Der X. Zivilsenat des BGH[450] weist allerdings darauf hin, dass erhebliche Zweifel an der Rechtsaufassung des II. Senates bestehen.

Darüber hinaus hat das Kammgericht[451] weiter entschieden, dass sich für die "Altfälle" nach der bisherigen Rechtslage nichts ändere, weil insoweit § 60 Abs. 1 RVG Anwendung findet. Die Berechnung der Vergütung findet dann nach bisherigem Recht statt, wenn der unbedingte Auftrag zur Erledigung derselben Angelegenheit i.S.d. § 15 RVG vor Inkrafttreten einer Gesetzesänderung erteilt wurde. Ferner hat das Kammergericht[452] auch entschieden, dass durch die Entscheidung des II. Zivilsenates des BGH vom 2.9.2009 die Anwendung des § 15a RVG noch nicht abschließend geklärt ist, weil andere Senate des BGH die vor der Einführung der Vorschrift bestehende Rechtslage abweichend beurteilen und der Große Senat für Zivilsachen insoweit noch nicht entschieden hat. Dies hat danach ebenfalls auch das OLG Hamm[453] ebenso entschieden.

Es wird daher noch eine abschließende Entscheidung zur Klarstellung der Anwendung auf sog. "Altfälle" des Großen Zivilsenats des BGH abzuwarten sein. Die bisherige überwiegende Meinung hält § 15a RVG auf "Altfälle" nicht bzw. nur bei noch nicht abgeschlossenen Kostenfestsetzungsverfahren anwendbar.[454]

[445] OLG Stuttgart Beschl. v. 11.8.2009 – 8 W 339/09; OLG Koblenz Beschl. v. 1.9.2009 – 14 W 553/09; BGH 2.9.2009 – II ZB 35/07, LG Saarbrücken Beschl. v. 3.9.2009 – 5 T 434/09; OLG Köln BeckRS 2009 25242.
[446] Vgl.
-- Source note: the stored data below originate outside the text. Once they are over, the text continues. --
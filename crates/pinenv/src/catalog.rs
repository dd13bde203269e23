// Copyright (c) Contributors to the pinenv project.
// SPDX-License-Identifier: Apache-2.0

//! Package catalogs and the collaborators that fetch them.
//!
//! A [`Catalog`] is the set of artifacts an index offers at one pinned
//! revision. pinenv never mutates a catalog and never computes dependency
//! graphs of its own: [`Catalog::transitive_runtime_deps`] belongs to the
//! index. [`FileIndex`] is the bundled [`CatalogFetcher`], reading snapshot
//! files from a local index directory or mirror.

use std::collections::{BTreeMap, BTreeSet, VecDeque};
use std::fmt;
use std::path::{Path, PathBuf};

use async_trait::async_trait;
use indexmap::IndexMap;
use serde::{Deserialize, Serialize};
use sha2::{Digest, Sha256};

use crate::{Error, SourceReference};

#[cfg(test)]
#[path = "./catalog_test.rs"]
mod catalog_test;

/// Catalog snapshot API version.
#[derive(Debug, Clone, Copy, Default, Deserialize, Serialize, PartialEq, Eq)]
pub enum CatalogApiVersion {
    #[default]
    #[serde(rename = "pinenv/v0/catalog")]
    V0,
}

/// A concrete, executable package entry.
#[derive(Debug, Clone, PartialEq, Eq, Hash, Serialize)]
pub struct Artifact {
    /// Identity used for de-duplication across tools and dependencies.
    pub id: String,
    /// Name of the entry in its catalog.
    pub name: String,
    #[serde(skip_serializing_if = "Option::is_none")]
    pub version: Option<String>,
    /// Installation prefix.
    pub path: PathBuf,
    /// Executables provided under `<path>/bin`.
    pub programs: Vec<String>,
}

impl Artifact {
    /// Directory exposed on the search path.
    pub fn bin_dir(&self) -> PathBuf {
        self.path.join("bin")
    }

    /// The executable a tool request for this artifact maps to.
    pub fn entry_point(&self) -> PathBuf {
        let program = self.programs.first().unwrap_or(&self.name);
        self.bin_dir().join(program)
    }
}

/// The resolved set of artifacts available from a source reference.
pub trait Catalog: fmt::Debug + Send + Sync {
    /// The pinned reference this catalog was fetched for.
    fn reference(&self) -> &SourceReference;

    /// Content digest of the snapshot, stable for a given pin.
    fn digest(&self) -> &str;

    /// All artifact names, sorted.
    fn names(&self) -> Vec<&str>;

    fn lookup(&self, name: &str) -> Option<Artifact>;

    /// Every artifact `artifact` needs at runtime, directly or not,
    /// excluding itself. Sorted by identity, without duplicates.
    fn transitive_runtime_deps(&self, artifact: &Artifact) -> crate::Result<Vec<Artifact>>;
}

/// Dereferences a source reference into a catalog snapshot.
#[async_trait]
pub trait CatalogFetcher: Send + Sync {
    async fn fetch_catalog(&self, reference: &SourceReference) -> crate::Result<Box<dyn Catalog>>;
}

/// One artifact entry as written in a snapshot file.
#[derive(Debug, Clone, Default, Deserialize, Serialize, PartialEq, Eq)]
#[serde(deny_unknown_fields)]
pub struct ArtifactEntry {
    /// Defaults to `<name>-<version>`, or `<name>` without a version.
    #[serde(default, skip_serializing_if = "Option::is_none")]
    pub id: Option<String>,
    #[serde(default, skip_serializing_if = "Option::is_none")]
    pub version: Option<String>,
    /// Prefix, relative to the index directory unless absolute.
    pub path: PathBuf,
    /// Defaults to a single program named after the entry.
    #[serde(default, skip_serializing_if = "Vec::is_empty")]
    pub programs: Vec<String>,
    #[serde(default, skip_serializing_if = "Vec::is_empty")]
    pub runtime_deps: Vec<String>,
}

#[derive(Debug, Deserialize)]
#[serde(deny_unknown_fields)]
struct SnapshotDocument {
    #[serde(default)]
    #[allow(dead_code)]
    api: CatalogApiVersion,
    revision: String,
    #[serde(default)]
    artifacts: IndexMap<String, ArtifactEntry>,
}

/// An immutable, in-memory catalog for one pinned revision.
#[derive(Debug, Clone)]
pub struct CatalogSnapshot {
    reference: SourceReference,
    digest: String,
    artifacts: BTreeMap<String, Artifact>,
    runtime_deps: BTreeMap<String, Vec<String>>,
}

impl CatalogSnapshot {
    /// Build a snapshot from entries, resolving relative paths against `root`.
    pub fn from_entries(
        reference: SourceReference,
        digest: String,
        root: &Path,
        entries: IndexMap<String, ArtifactEntry>,
    ) -> crate::Result<Self> {
        let mut artifacts = BTreeMap::new();
        let mut runtime_deps = BTreeMap::new();

        for (name, entry) in &entries {
            for dep in &entry.runtime_deps {
                if !entries.contains_key(dep) {
                    return Err(Error::InvalidCatalog {
                        reference: reference.to_string(),
                        reason: format!("'{name}' depends on missing artifact '{dep}'"),
                    });
                }
            }

            let id = match (&entry.id, &entry.version) {
                (Some(id), _) => id.clone(),
                (None, Some(version)) => format!("{name}-{version}"),
                (None, None) => name.clone(),
            };
            let path = if entry.path.is_absolute() {
                entry.path.clone()
            } else {
                root.join(&entry.path)
            };
            let programs = if entry.programs.is_empty() {
                vec![name.clone()]
            } else {
                entry.programs.clone()
            };

            artifacts.insert(
                name.clone(),
                Artifact {
                    id,
                    name: name.clone(),
                    version: entry.version.clone(),
                    path,
                    programs,
                },
            );
            runtime_deps.insert(name.clone(), entry.runtime_deps.clone());
        }

        Ok(Self {
            reference,
            digest,
            artifacts,
            runtime_deps,
        })
    }

    /// Parse a snapshot document, checking it describes `reference`'s pin.
    pub fn from_yaml(reference: SourceReference, root: &Path, bytes: &[u8]) -> crate::Result<Self> {
        let invalid = |reason: String| Error::InvalidCatalog {
            reference: reference.to_string(),
            reason,
        };

        let document: SnapshotDocument =
            serde_yaml::from_slice(bytes).map_err(|e| invalid(e.to_string()))?;

        let pin = reference.pin();
        let matches_pin = if pin.is_commit() {
            document.revision.eq_ignore_ascii_case(pin.as_str())
        } else {
            document.revision == pin.as_str()
        };
        if !matches_pin {
            return Err(invalid(format!(
                "snapshot is for revision '{}', expected '{pin}'",
                document.revision
            )));
        }

        let digest = format!("{:x}", Sha256::digest(bytes));
        Self::from_entries(reference, digest, root, document.artifacts)
    }
}

impl Catalog for CatalogSnapshot {
    fn reference(&self) -> &SourceReference {
        &self.reference
    }

    fn digest(&self) -> &str {
        &self.digest
    }

    fn names(&self) -> Vec<&str> {
        self.artifacts.keys().map(String::as_str).collect()
    }

    fn lookup(&self, name: &str) -> Option<Artifact> {
        self.artifacts.get(name).cloned()
    }

    fn transitive_runtime_deps(&self, artifact: &Artifact) -> crate::Result<Vec<Artifact>> {
        let mut visited = BTreeSet::from([artifact.name.clone()]);
        let mut queue: VecDeque<&str> = VecDeque::from([artifact.name.as_str()]);
        let mut found: BTreeMap<String, Artifact> = BTreeMap::new();

        while let Some(name) = queue.pop_front() {
            let Some(deps) = self.runtime_deps.get(name) else {
                return Err(Error::InvalidCatalog {
                    reference: self.reference.to_string(),
                    reason: format!("'{name}' is not part of this catalog"),
                });
            };
            for dep in deps {
                if !visited.insert(dep.clone()) {
                    continue;
                }
                // from_entries guarantees every dependency has an entry
                if let Some(dep_artifact) = self.artifacts.get(dep) {
                    if dep_artifact.id != artifact.id {
                        found
                            .entry(dep_artifact.id.clone())
                            .or_insert_with(|| dep_artifact.clone());
                    }
                    queue.push_back(dep);
                }
            }
        }

        Ok(found.into_values().collect())
    }
}

/// Fetches catalog snapshots from index directories on the local filesystem.
///
/// The snapshot for `<location>/<pin>` is the file `<dir>/<pin>.yaml`, where
/// `<dir>` is the location resolved through, in order: configured aliases,
/// a `file:` prefix, `~/`, an absolute path, or a path relative to the
/// descriptor's directory. Remote locations need an alias pointing at a
/// local mirror; without one they fail with [`Error::UnmirroredSource`],
/// which is not retried.
#[derive(Debug, Clone, Default)]
pub struct FileIndex {
    base_dir: Option<PathBuf>,
    aliases: IndexMap<String, PathBuf>,
}

impl FileIndex {
    pub fn new() -> Self {
        Self::default()
    }

    /// Resolve relative locations against `base_dir`.
    pub fn with_base_dir<P: Into<PathBuf>>(mut self, base_dir: P) -> Self {
        self.base_dir = Some(base_dir.into());
        self
    }

    /// Map an index location verbatim onto a local directory.
    pub fn with_alias<S: Into<String>, P: Into<PathBuf>>(mut self, location: S, dir: P) -> Self {
        self.aliases.insert(location.into(), dir.into());
        self
    }

    /// Build an index from user settings and the descriptor's directory.
    pub fn from_settings(settings: &crate::Settings, base_dir: Option<&Path>) -> Self {
        let mut index = Self::new();
        if let Some(dir) = base_dir {
            index = index.with_base_dir(dir);
        }
        for alias in &settings.index_aliases {
            // mirrors that do not exist yet are reported when fetched
            let dir = dunce::canonicalize(&alias.path).unwrap_or_else(|_| alias.path.clone());
            index = index.with_alias(alias.location.clone(), dir);
        }
        index
    }

    /// Directory holding the snapshots for `reference`'s location.
    pub fn locate(&self, reference: &SourceReference) -> crate::Result<PathBuf> {
        let location = reference.location();

        if let Some(dir) = self.aliases.get(location) {
            return expand_home(dir, reference);
        }

        let location = location
            .strip_prefix("file://")
            .or_else(|| location.strip_prefix("file:"))
            .unwrap_or(location);

        let path = Path::new(location);
        if location.starts_with('~') || path.is_absolute() {
            return expand_home(path, reference);
        }

        if is_remote(location) {
            return Err(Error::UnmirroredSource {
                reference: reference.to_string(),
                location: reference.location().to_string(),
            });
        }

        Ok(match &self.base_dir {
            Some(base) => base.join(path),
            None => path.to_path_buf(),
        })
    }

    /// Path of the snapshot file for `reference`, named after the pin as
    /// written.
    pub fn snapshot_path(&self, reference: &SourceReference) -> crate::Result<PathBuf> {
        Ok(self
            .locate(reference)?
            .join(format!("{}.yaml", reference.pin_spelling())))
    }
}

#[async_trait]
impl CatalogFetcher for FileIndex {
    async fn fetch_catalog(&self, reference: &SourceReference) -> crate::Result<Box<dyn Catalog>> {
        let path = self.snapshot_path(reference)?;
        tracing::debug!(%reference, path = %path.display(), "fetching catalog snapshot");

        let bytes = std::fs::read(&path).map_err(|error| Error::SourceUnavailable {
            reference: reference.to_string(),
            error,
        })?;

        let root = path.parent().unwrap_or_else(|| Path::new("."));
        let snapshot = CatalogSnapshot::from_yaml(reference.clone(), root, &bytes)?;
        tracing::debug!(
            %reference,
            artifacts = snapshot.artifacts.len(),
            digest = snapshot.digest(),
            "loaded catalog snapshot"
        );
        Ok(Box::new(snapshot))
    }
}

fn expand_home(path: &Path, reference: &SourceReference) -> crate::Result<PathBuf> {
    let Ok(rest) = path.strip_prefix("~") else {
        return Ok(path.to_path_buf());
    };
    let home = dirs::home_dir().ok_or_else(|| Error::SourceUnavailable {
        reference: reference.to_string(),
        error: std::io::Error::other("cannot resolve ~ without HOME"),
    })?;
    Ok(home.join(rest))
}

/// Whether a location names a URL-like remote (`github:owner/repo`,
/// `https://...`) rather than a path.
fn is_remote(location: &str) -> bool {
    let Some((scheme, _)) = location.split_once(':') else {
        return false;
    };
    let mut chars = scheme.chars();
    // single letters are Windows drive prefixes
    scheme.len() > 1
        && chars.next().is_some_and(|c| c.is_ascii_alphabetic())
        && chars.all(|c| c.is_ascii_alphanumeric() || matches!(c, '+' | '-' | '.'))
}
BGBl I 2009 S. 2449.
[449] OLG Bamberg Beschl. v. 15.9.2009 – 4 W 139/09; OLG Celle, Beschl. v. 26.8.2009 – 2 W 240/09; OLG Hamm, Beschl. v. 25.9.2009 – 25 W 333/09 in Übereinstimmung mit OLG Celle Beschl. v. 26.8.2009 – 2 W 240/09), OLG Frankfurt Beschl. v. 10.8.2009 – 12 W 91/09, KG Beschl. v.13.8.2009 – 2 W 128/09.
[450] BGH Beschl. v. 29.9.2009 – X ZB 1/09.
[452] KG Beschl. v. 13.10.2009 – 27 W 98/09.
[453] OLG Hamm, Beschl. v. 27.10.2009 – 25 W 444/09.
[454] OLG Stuttgart, Beschl. v. 4.12.2009 – 8 W 439/09; OLG Nürnberg, Beschl. v. 15.10.2009 – 13 W 1952/09; OLG Oldenburg, Beschl. v. 7.10.2009 – 13 W 43/09.